Diante de uma das maiores crises da sua história, a Volkswagen estuda liberar parte das linhas de produção ociosas em fábricas baseadas na Alemanha para montadoras chinesas de veículos elétricos. Um dos focos dessa mudança pode ser uma planta em Zwickau, no estado da Saxônia, no leste da Alemanha.
Na semana passada, o secretário saxão de Economia, Dirk Panter, afirmou que a "China é uma oportunidade" e que, "se vermos essa chance, devemos aproveitá-la".
"Nosso critério não é a ideologia, mas a viabilidade industrial futura e a segurança dos postos de trabalho da Volkswagen na Saxônia", afirmou o secretário.

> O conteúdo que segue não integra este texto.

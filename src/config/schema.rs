//! Configuration schema definitions.
//!
//! All types derive Serde traits for deserialization from config files and
//! default to a runnable configuration.

use serde::{Deserialize, Serialize};

/// Root configuration for the sidecar.
#[derive(Debug, Clone, Deserialize, Serialize, Default)]
#[serde(default)]
pub struct SidecarConfig {
    /// Listener configuration (bind address, port).
    pub listener: ListenerConfig,

    /// Health check settings.
    pub health_check: HealthCheckConfig,

    /// Logging settings.
    pub log: LogConfig,
}

/// Listener configuration.
#[derive(Debug, Clone, Deserialize, Serialize)]
#[serde(default)]
pub struct ListenerConfig {
    /// IP address or hostname to bind to.
    pub bind_address: String,

    /// Port to listen on.
    pub bind_port: u16,
}

impl ListenerConfig {
    /// Address string handed to the binder; hostname resolution happens at
    /// bind time.
    pub fn socket_addr(&self) -> String {
        format!("{}:{}", self.bind_address, self.bind_port)
    }
}

impl Default for ListenerConfig {
    fn default() -> Self {
        Self {
            bind_address: "0.0.0.0".to_string(),
            bind_port: 1580,
        }
    }
}

/// Health check configuration.
#[derive(Debug, Clone, Deserialize, Serialize)]
#[serde(default)]
pub struct HealthCheckConfig {
    /// URI probed on every check.
    pub uri: String,

    /// Regex the response body must match for a check to pass.
    pub match_pattern: String,

    /// Seconds between checks. The first check runs immediately.
    pub interval_secs: u64,

    /// Per-check request timeout in seconds.
    pub timeout_secs: u64,
}

impl Default for HealthCheckConfig {
    fn default() -> Self {
        Self {
            uri: "http://localhost:8080/healthz".to_string(),
            match_pattern: r"(?i)^ok\b".to_string(),
            interval_secs: 5,
            timeout_secs: 5,
        }
    }
}

/// Logging configuration.
#[derive(Debug, Clone, Deserialize, Serialize)]
#[serde(default)]
pub struct LogConfig {
    /// Log level (trace, debug, info, warn, error).
    pub level: String,
}

impl Default for LogConfig {
    fn default() -> Self {
        Self {
            level: "info".to_string(),
        }
    }
}

#[cfg(test)]
mod tests {
    use super::*;

    #[test]
    fn defaults_match_flag_defaults() {
        let config = SidecarConfig::default();
        assert_eq!(config.listener.socket_addr(), "0.0.0.0:1580");
        assert_eq!(config.health_check.uri, "http://localhost:8080/healthz");
        assert_eq!(config.health_check.interval_secs, 5);
        assert_eq!(config.log.level, "info");
    }

    #[test]
    fn partial_toml_fills_in_defaults() {
        let config: SidecarConfig = toml::from_str(
            r#"
            [listener]
            bind_port = 2580
            "#,
        )
        .unwrap();
        assert_eq!(config.listener.bind_address, "0.0.0.0");
        assert_eq!(config.listener.bind_port, 2580);
        assert_eq!(config.health_check.interval_secs, 5);
    }
}
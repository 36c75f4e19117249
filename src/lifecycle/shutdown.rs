//! Shutdown signalling and task accounting.

use std::sync::Arc;

use tokio::sync::watch;

/// One-shot, level-triggered shutdown signal.
///
/// Built on a `watch` channel rather than a broadcast so the signal stays
/// observable after it fires: a handler that checks late still sees it.
#[derive(Debug)]
pub struct Shutdown {
    tx: watch::Sender<bool>,
}

impl Shutdown {
    /// Create a new, unfired signal.
    pub fn new() -> Self {
        let (tx, _) = watch::channel(false);
        Self { tx }
    }

    /// Subscribe to the signal.
    pub fn subscribe(&self) -> ShutdownSignal {
        ShutdownSignal {
            rx: self.tx.subscribe(),
        }
    }

    /// Fire the signal. Idempotent; every subscriber observes it.
    pub fn fire(&self) {
        self.tx.send_replace(true);
    }

    /// Whether the signal has fired.
    pub fn is_fired(&self) -> bool {
        *self.tx.borrow()
    }
}

impl Default for Shutdown {
    fn default() -> Self {
        Self::new()
    }
}

/// Receiving side of a [`Shutdown`].
#[derive(Debug, Clone)]
pub struct ShutdownSignal {
    rx: watch::Receiver<bool>,
}

impl ShutdownSignal {
    /// Non-blocking check.
    pub fn is_fired(&self) -> bool {
        *self.rx.borrow()
    }

    /// Wait until the signal fires.
    ///
    /// A dropped sender counts as fired; nothing can un-fire a signal.
    pub async fn fired(&mut self) {
        let _ = self.rx.wait_for(|fired| *fired).await;
    }
}

/// Counts live tasks and lets the controller wait for all of them to exit.
///
/// The count lives inside a `watch` channel so waiters block on a real
/// notification instead of polling.
#[derive(Debug, Clone)]
pub struct WorkTracker {
    count: Arc<watch::Sender<usize>>,
}

impl WorkTracker {
    /// Create a tracker with no outstanding work.
    pub fn new() -> Self {
        let (tx, _) = watch::channel(0);
        Self {
            count: Arc::new(tx),
        }
    }

    /// Register a unit of work. The returned guard releases it on drop,
    /// exactly once, even if the owning task panics.
    pub fn track(&self) -> WorkGuard {
        self.count.send_modify(|n| *n += 1);
        WorkGuard {
            count: Arc::clone(&self.count),
        }
    }

    /// Number of live guards.
    pub fn outstanding(&self) -> usize {
        *self.count.borrow()
    }

    /// Wait until every tracked task has exited. Returns immediately if the
    /// tracker is already idle.
    pub async fn wait_idle(&self) {
        let mut rx = self.count.subscribe();
        // Cannot fail: the tracker itself keeps the sender alive.
        let _ = rx.wait_for(|n| *n == 0).await;
    }
}

impl Default for WorkTracker {
    fn default() -> Self {
        Self::new()
    }
}

/// Guard for one unit of tracked work.
#[derive(Debug)]
pub struct WorkGuard {
    count: Arc<watch::Sender<usize>>,
}

impl Drop for WorkGuard {
    fn drop(&mut self) {
        self.count.send_modify(|n| *n -= 1);
    }
}

#[cfg(test)]
mod tests {
    use super::*;

    #[test]
    fn tracker_counts_guards() {
        let tracker = WorkTracker::new();
        assert_eq!(tracker.outstanding(), 0);

        let guard1 = tracker.track();
        assert_eq!(tracker.outstanding(), 1);

        let guard2 = tracker.track();
        assert_eq!(tracker.outstanding(), 2);

        drop(guard1);
        assert_eq!(tracker.outstanding(), 1);

        drop(guard2);
        assert_eq!(tracker.outstanding(), 0);
    }

    #[tokio::test]
    async fn wait_idle_returns_immediately_when_idle() {
        let tracker = WorkTracker::new();
        tracker.wait_idle().await;
    }

    #[tokio::test]
    async fn wait_idle_blocks_until_guards_drop() {
        let tracker = WorkTracker::new();
        let guard = tracker.track();

        let waiter = {
            let tracker = tracker.clone();
            tokio::spawn(async move { tracker.wait_idle().await })
        };
        tokio::task::yield_now().await;
        assert!(!waiter.is_finished());

        drop(guard);
        waiter.await.unwrap();
        assert_eq!(tracker.outstanding(), 0);
    }

    #[tokio::test]
    async fn late_subscriber_sees_fired_signal() {
        let shutdown = Shutdown::new();
        shutdown.fire();
        shutdown.fire();

        let mut signal = shutdown.subscribe();
        assert!(signal.is_fired());
        signal.fired().await;
    }

    #[test]
    fn fresh_signal_is_not_fired() {
        let shutdown = Shutdown::new();
        assert!(!shutdown.is_fired());
        assert!(!shutdown.subscribe().is_fired());
    }
}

A planta em Zwickau foi fruto de um aporte de 1,5 bilhão de euros, em 2019, para que fosse utilizada exclusivamente para a produção de veículos elétricos. No entanto, a fábrica nunca atingiu toda a capacidade e a ideia agora é que algumas linhas de produção possam ser utilizadas por fabricantes chineses, como forma de preservar postos de trabalho.
Recentemente, o governador do estado alemão da Baixa Saxônia, Olaf Lies, também se mostrou aberto à possibilidade de chineses produzirem modelos em plantas ociosas da Volkswagen. A posição de Lies tem maior peso, já que o estado da Baixa Saxônia detém 20% das ações do grupo Volkswagen.